Federal pre-emption prevented us from the nightmare of our daily operations being subject to every little whim of state legislatures.
State consumer laws are now appearing as privacy protections and banking lawyers are hoping the same dynamic will apply here. I have often heard the comment, “Hey, we have great consumer privacy hygiene and our regulators enforce this. Why would we need new state consumer privacy laws to apply to us?”
The short answer is “Marketing.” And this also goes for HIPAA regulated health care entities holding patient information.
While both HIPAA and the Federal consumer privacy regulations surrounding the Gramm-Leach-Bliley Act require regulated entities to protect data and to be careful in not publicizing the health conditions or financial facts about the consumers they service, the CCPA and new breed of privacy laws being considered by other states are aimed at modern marketing practices. They grant consumers new rights to remove their information from sharing programs that tend to revolve around learning details about the customer that companies can use for targeted marketing.

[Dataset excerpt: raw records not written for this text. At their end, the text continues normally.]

use std::fmt;
use std::str::FromStr;

use bytes::Bytes;
use rust_decimal::Decimal;
use serde::{Deserialize, Serialize};
use solana_sdk::pubkey::Pubkey;
use time::OffsetDateTime;

/// 聚合器支持的 swap 模式。
#[derive(Debug, Clone, Copy, Default, PartialEq, Eq, Hash, Serialize, Deserialize)]
pub enum SwapMode {
    #[default]
    #[serde(rename = "ExactIn", alias = "exactIn")]
    ExactIn,
    #[serde(rename = "ExactOut", alias = "exactOut")]
    ExactOut,
}

impl SwapMode {
    pub fn as_str(self) -> &'static str {
        match self {
            SwapMode::ExactIn => "ExactIn",
            SwapMode::ExactOut => "ExactOut",
        }
    }
}

impl fmt::Display for SwapMode {
    fn fmt(&self, f: &mut fmt::Formatter<'_>) -> fmt::Result {
        f.write_str(self.as_str())
    }
}

impl FromStr for SwapMode {
    type Err = String;

    fn from_str(value: &str) -> Result<Self, Self::Err> {
        match value.trim().to_ascii_lowercase().as_str() {
            "exactin" | "exact_in" | "exact-in" => Ok(SwapMode::ExactIn),
            "exactout" | "exact_out" | "exact-out" => Ok(SwapMode::ExactOut),
            other => Err(format!("未知的 swap 模式: {other}")),
        }
    }
}

/// 交易记录的生命周期状态。
#[derive(Debug, Clone, Copy, PartialEq, Eq, Hash, Serialize, Deserialize)]
#[serde(rename_all = "lowercase")]
pub enum TradeStatus {
    Prepared,
    Submitted,
    Completed,
    Finalized,
    Failed,
}

impl TradeStatus {
    pub fn as_str(self) -> &'static str {
        match self {
            TradeStatus::Prepared => "prepared",
            TradeStatus::Submitted => "submitted",
            TradeStatus::Completed => "completed",
            TradeStatus::Finalized => "finalized",
            TradeStatus::Failed => "failed",
        }
    }

    pub fn is_terminal(self) -> bool {
        matches!(
            self,
            TradeStatus::Completed | TradeStatus::Finalized | TradeStatus::Failed
        )
    }

    /// 状态只允许单调前进；同状态重写视为合法（字段更新）。
    pub fn can_transition_to(self, next: TradeStatus) -> bool {
        if self == next {
            return true;
        }
        match self {
            TradeStatus::Prepared => {
                matches!(next, TradeStatus::Submitted | TradeStatus::Failed)
            }
            TradeStatus::Submitted => matches!(
                next,
                TradeStatus::Completed | TradeStatus::Finalized | TradeStatus::Failed
            ),
            TradeStatus::Completed | TradeStatus::Finalized | TradeStatus::Failed => false,
        }
    }
}

impl fmt::Display for TradeStatus {
    fn fmt(&self, f: &mut fmt::Formatter<'_>) -> fmt::Result {
        f.write_str(self.as_str())
    }
}

impl FromStr for TradeStatus {
    type Err = String;

    fn from_str(value: &str) -> Result<Self, Self::Err> {
        match value.trim().to_ascii_lowercase().as_str() {
            "prepared" => Ok(TradeStatus::Prepared),
            "submitted" => Ok(TradeStatus::Submitted),
            "completed" => Ok(TradeStatus::Completed),
            "finalized" => Ok(TradeStatus::Finalized),
            "failed" => Ok(TradeStatus::Failed),
            other => Err(format!("未知的交易状态: {other}")),
        }
    }
}

/// 一次结算尝试的持久化记录。
#[derive(Debug, Clone, PartialEq, Serialize, Deserialize)]
#[serde(rename_all = "camelCase")]
pub struct Trade {
    /// 持久化时分配，未入库前为空串。
    #[serde(default)]
    pub id: String,
    pub user_address: String,
    pub from_mint: String,
    pub to_mint: String,
    pub from_coin_id: String,
    pub to_coin_id: String,
    pub symbol: String,
    pub amount: String,
    pub price: Decimal,
    pub fee: Decimal,
    pub platform_fee_amount: u64,
    pub platform_fee_percent: Decimal,
    pub platform_fee_destination: String,
    pub platform_fee_mint: String,
    pub status: TradeStatus,
    pub unsigned_transaction: String,
    #[serde(default)]
    pub transaction_hash: Option<String>,
    #[serde(default)]
    pub confirmations: u64,
    #[serde(default)]
    pub finalized: bool,
    #[serde(default)]
    pub error: Option<String>,
    #[serde(with = "time::serde::rfc3339")]
    pub created_at: OffsetDateTime,
    #[serde(default, with = "time::serde::rfc3339::option")]
    pub completed_at: Option<OffsetDateTime>,
}

/// 可用于二级索引查询的字段。
#[derive(Debug, Clone, Copy, PartialEq, Eq)]
pub enum TradeField {
    UnsignedTransaction,
    TransactionHash,
}

impl TradeField {
    pub fn as_str(self) -> &'static str {
        match self {
            TradeField::UnsignedTransaction => "unsignedTransaction",
            TradeField::TransactionHash => "transactionHash",
        }
    }
}

pub const DEFAULT_PAGE_LIMIT: usize = 20;
pub const MAX_PAGE_LIMIT: usize = 100;

#[derive(Debug, Clone, Default, PartialEq, Eq)]
pub struct ListOptions {
    pub user_address: Option<String>,
    pub status: Option<TradeStatus>,
    pub offset: usize,
    pub limit: usize,
}

impl ListOptions {
    /// `limit` 为 0 时取默认值，上限为 [`MAX_PAGE_LIMIT`]。
    pub fn effective_limit(&self) -> usize {
        if self.limit == 0 {
            DEFAULT_PAGE_LIMIT
        } else {
            self.limit.min(MAX_PAGE_LIMIT)
        }
    }
}

#[derive(Debug, Clone, PartialEq, Serialize)]
pub struct Page<T> {
    pub items: Vec<T>,
    pub total: usize,
}

/// 币种元数据。
#[derive(Debug, Clone, PartialEq, Eq, Serialize, Deserialize)]
#[serde(rename_all = "camelCase")]
pub struct CoinInfo {
    pub internal_id: String,
    pub decimals: u8,
    pub symbol: String,
}

/// 聚合器路由中的单个 leg（已拍平的 swapInfo）。
#[derive(Debug, Clone, PartialEq, Eq)]
pub struct RouteLeg {
    pub label: String,
    pub fee_amount: String,
    pub fee_mint: String,
}

/// 报价中附带的平台费信息。
#[derive(Debug, Clone, PartialEq, Eq, Serialize)]
#[serde(rename_all = "camelCase")]
pub struct PlatformFeeQuote {
    pub amount: String,
    pub fee_bps: u16,
    pub mint: Option<String>,
}

#[derive(Debug, Clone, PartialEq, Eq)]
pub struct AggregatorQuoteRequest {
    pub input_mint: Pubkey,
    pub output_mint: Pubkey,
    pub amount: u64,
    pub slippage_bps: u16,
    pub platform_fee_bps: u16,
    pub swap_mode: SwapMode,
}

/// 聚合器报价的归一化视图，`raw_payload` 为原始响应字节。
#[derive(Debug, Clone)]
pub struct AggregatorQuote {
    pub in_amount: u64,
    pub out_amount: u64,
    pub route_plan: Vec<RouteLeg>,
    pub platform_fee: Option<PlatformFeeQuote>,
    pub price_impact_pct: String,
    pub fee_mint_hint: Option<String>,
    pub raw_payload: Bytes,
}

#[derive(Debug, Clone)]
pub struct BuildTransactionRequest {
    pub raw_payload: Bytes,
    pub user_public_key: Pubkey,
    pub fee_account: Option<Pubkey>,
}

/// 聚合器构建出的未签名交易集合（均为 base64）。
#[derive(Debug, Clone, Default, PartialEq, Eq)]
pub struct BuiltTransaction {
    pub unsigned_transaction: String,
    pub setup_transaction: Option<String>,
    pub cleanup_transaction: Option<String>,
    pub prioritization_fee_lamports: Option<u64>,
}

impl BuiltTransaction {
    /// 主交易始终计 1，setup / cleanup 各加 1。
    pub fn sub_transaction_count(&self) -> u64 {
        1 + u64::from(self.setup_transaction.is_some()) + u64::from(self.cleanup_transaction.is_some())
    }
}

/// 时点报价，不落库。
#[derive(Debug, Clone, Serialize)]
#[serde(rename_all = "camelCase")]
pub struct Quote {
    pub input_mint: String,
    pub output_mint: String,
    pub swap_mode: SwapMode,
    pub in_amount: u64,
    pub out_amount: u64,
    pub estimated_amount: Decimal,
    pub exchange_rate: Decimal,
    /// USD 手续费总额除以 10^9 后的值，调用方需要乘回才是 USD。
    pub aggregate_fee: Decimal,
    pub fee_usd: Decimal,
    pub price_impact: String,
    pub route_summary: Vec<String>,
    pub platform_fee: Option<PlatformFeeQuote>,
    pub fee_mint_hint: Option<String>,
    #[serde(skip)]
    pub raw_payload: Bytes,
}

/// 以 SOL 计价的费用拆分，字段均为 9 位小数字符串。
#[derive(Debug, Clone, PartialEq, Eq, Serialize, Deserialize)]
#[serde(rename_all = "camelCase")]
pub struct SolFeeBreakdown {
    pub trading_fee: String,
    pub transaction_fee: String,
    pub account_creation_fee: String,
    pub priority_fee: String,
    pub total: String,
    pub accounts_to_create: u32,
}

#[derive(Debug, Clone, Copy, PartialEq, Eq)]
pub struct FeeMintSelection {
    pub selected_mint: Pubkey,
    pub fee_account: Pubkey,
}

/// 提交交易时的预检承诺级别。
#[derive(Debug, Clone, Copy, PartialEq, Eq)]
pub enum PreflightCommitment {
    Processed,
    Confirmed,
    Finalized,
}

#[derive(Debug, Clone, Copy, PartialEq, Eq)]
pub struct SendOptions {
    pub skip_preflight: bool,
    pub preflight_commitment: PreflightCommitment,
}

/// 链上观测到的交易状态。
#[derive(Debug, Clone, Copy, PartialEq, Eq)]
pub enum ChainStatus {
    Pending,
    Processed,
    Confirmed,
    Finalized,
    Failed,
    Unknown,
}

#[derive(Debug, Clone, PartialEq, Eq)]
pub struct ChainTransactionStatus {
    pub status: ChainStatus,
    pub confirmations: u64,
    pub err: Option<String>,
}

#[cfg(test)]
mod tests {
    use super::*;

    #[test]
    fn terminal_states_never_regress() {
        for terminal in [
            TradeStatus::Completed,
            TradeStatus::Finalized,
            TradeStatus::Failed,
        ] {
            assert!(terminal.is_terminal());
            for next in [TradeStatus::Prepared, TradeStatus::Submitted] {
                assert!(!terminal.can_transition_to(next));
            }
        }
        assert!(TradeStatus::Prepared.can_transition_to(TradeStatus::Submitted));
        assert!(TradeStatus::Submitted.can_transition_to(TradeStatus::Finalized));
        assert!(!TradeStatus::Prepared.can_transition_to(TradeStatus::Completed));
        assert!(!TradeStatus::Completed.can_transition_to(TradeStatus::Finalized));
    }

    #[test]
    fn sub_transaction_count_includes_setup_and_cleanup() {
        let mut built = BuiltTransaction {
            unsigned_transaction: "AQ==".to_string(),
            ..BuiltTransaction::default()
        };
        assert_eq!(built.sub_transaction_count(), 1);
        built.setup_transaction = Some("AQ==".to_string());
        built.cleanup_transaction = Some("AQ==".to_string());
        assert_eq!(built.sub_transaction_count(), 3);
    }

    #[test]
    fn list_limit_is_clamped() {
        let mut options = ListOptions::default();
        assert_eq!(options.effective_limit(), DEFAULT_PAGE_LIMIT);
        options.limit = 1_000;
        assert_eq!(options.effective_limit(), MAX_PAGE_LIMIT);
    }

    #[test]
    fn trade_status_serializes_lowercase() {
        let encoded = serde_json::to_string(&TradeStatus::Finalized).expect("serialize");
        assert_eq!(encoded, "\"finalized\"");
        assert_eq!("Submitted".parse::<TradeStatus>(), Ok(TradeStatus::Submitted));
    }
}
use anyhow::Result;
use clap::Parser;

mod cli;

use cli::args::Cli;
use cli::context::init_tracing;
use swap_settler::config::load_config;

#[tokio::main]
async fn main() -> Result<()> {
    let cli = Cli::parse();
    let config = load_config(cli.config.clone())?;
    init_tracing(&config.global.logging)?;
    cli::run(cli, config).await
}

The CCPA allows California consumers to request a record of the categories of data that a company holds about them including how that data is used for business purposes or shared with third parties, to request erasure of their data within a company and to opt out of the sale of their data. While the Federal privacy regulations do allow individual data subjects to check and correct the accuracy of data held about them, the rest of the rights described are primarily useful for stopping the early stages of data collection and sharing that underlies targeted marketing campaigns.
Intellectually, these rules are cribbed from foreign protections of individual privacy like PEPIDA in Canada and the GDPR in Europe, which directly aim to reduce targeted marketing of consumers, account holders and patients. The people passing these laws comment on the ways that individuals are being manipulated by industry who not only collects deep wells of facts about potential customers, but uses sophisticated analytics programs to gain greater insights into consumer behavior based on all of the collected facts.
So, while the Federally regulated industries may push for state pre-emption from the coming onslaught of US state consumer privacy protection laws, it is likely that legislatures will want everyone to share in these new protections. In other words, Level 1 data protection requirements are not likely to protect financial institutions and health care providers from Level 2 data obligations.